Robert Hood qui fait un concept album sur Detroit, c'est un peu comme si les Fabulous Trobadors sortaient un opéra-bouffe sur Toulouse: un truc tellement attendu que son existence même devient le plus inattendu des mystères. Mais ils sont comme ça, les pauvres petits gars de la Motor City, 25 ans après que les Belleville Three aient dû rétrocéder leur monstre gracile aux rougeauds Rosbifs gobeurs d'ecstasy (dernier avatar, la merveilleuse electrosie), l'auto-historiographie et le déroulage des lieux communs reste le meilleur moyen pour les vétérans de deuxième ou troisième génération pour continuer à rembourser l'hypothèque vérolée de leur pavillon en ruines. Fait plus bizarre encore, le deuxième père de l'aristocratie US techno, inventeur involontaire de la minimal et auteur avec UR des plus grands concept albums de l'histoire de la techno, aurait eu l'idée de Motor en matant un docu de Julien Temple produit par la BBC sur la catastrophe industrielle et économique de la ville où il a grandi. On ne sait pas trop si l'on frise l'autodévoration ou si la boucle est bouclée, mais il se trouve que l'album est son plus enlevé et inspiré depuis longtemps, bien plus engageant en tout cas que le secos Omega de 2010.

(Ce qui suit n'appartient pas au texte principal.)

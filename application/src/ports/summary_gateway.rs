//! Summary gateway port
//!
//! Defines the interface for reaching the remote summarization service.
//! The gateway only moves bytes: it reports the status and body it got back,
//! and classification into success or failure happens in the use case.

use async_trait::async_trait;
use resolver_domain::SummaryRequest;
use thiserror::Error;

/// Transport-level failures. All of them mean no usable response arrived.
#[derive(Error, Debug)]
pub enum GatewayError {
    #[error("Connection error: {0}")]
    ConnectionError(String),

    #[error("Timeout")]
    Timeout,

    #[error("No response received: {0}")]
    NoResponse(String),
}

/// Raw HTTP outcome
#[derive(Debug, Clone, PartialEq, Eq)]
pub struct GatewayReply {
    pub status: u16,
    pub body: String,
}

impl GatewayReply {
    pub fn new(status: u16, body: impl Into<String>) -> Self {
        Self {
            status,
            body: body.into(),
        }
    }

    pub fn is_success(&self) -> bool {
        (200..300).contains(&self.status)
    }
}

/// Gateway to the summarization service
///
/// Implementations (adapters) live in the infrastructure layer.
#[async_trait]
pub trait SummaryGateway: Send + Sync {
    /// Send one request and return whatever the service answered.
    async fn summarize(&self, request: &SummaryRequest) -> Result<GatewayReply, GatewayError>;
}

Très varié, Motor est bien sûr detroit-esque jusqu'à la moelle et, au premier abord, pas de la plus belle version: dans les moments conquêtes du dancefloor, c'est clean, froid et high-tech à la limite du désincarné, comble de l'incommodant pour un Père fondateur. Mais de fait, Hood n'est pas Theo Parrish et n'a pas attendu Ableton Live ou Reason pour préfèrer le mindfuck digital au purisme analogique.
Et puis il y a les ballades, les bizarreries deep jusqu'à l'Enfer et les moments de bravoure cinématiques qui éclairent au moins l'album pour moitié comme elles éclairent tous les disques estampillés Robert Hood depuis le légendaire et pourtant très sévère Internal Empire: en vrai beau disciple de Kraftwerk, l'Américain continue l'aventure de la musique de machines en appuyant sur les boutons un peu au hasard, glâne les inquiétantes étrangetés et les beautés abîmées, et il a bien raison.
La preuve: malgré son titre programmatique comme un flyer pour le Detroit Electronic Music Festival, Drive (The Age of Automation) ne ressemble à rien. Sorte de réduction post-italo mid 80s absurdiste portée par une bassline débilos qu'on aurait été moins surpris d'entendre dans la bouche de Villalobos ou des mutants de la bande Cómeme, c'est le genre de morceaux tellement hirsutes et inexplicables qu'ils en deviennent aptes à lancer des sous-genres ou des vocations. Robert Hood est un putain d'auteur.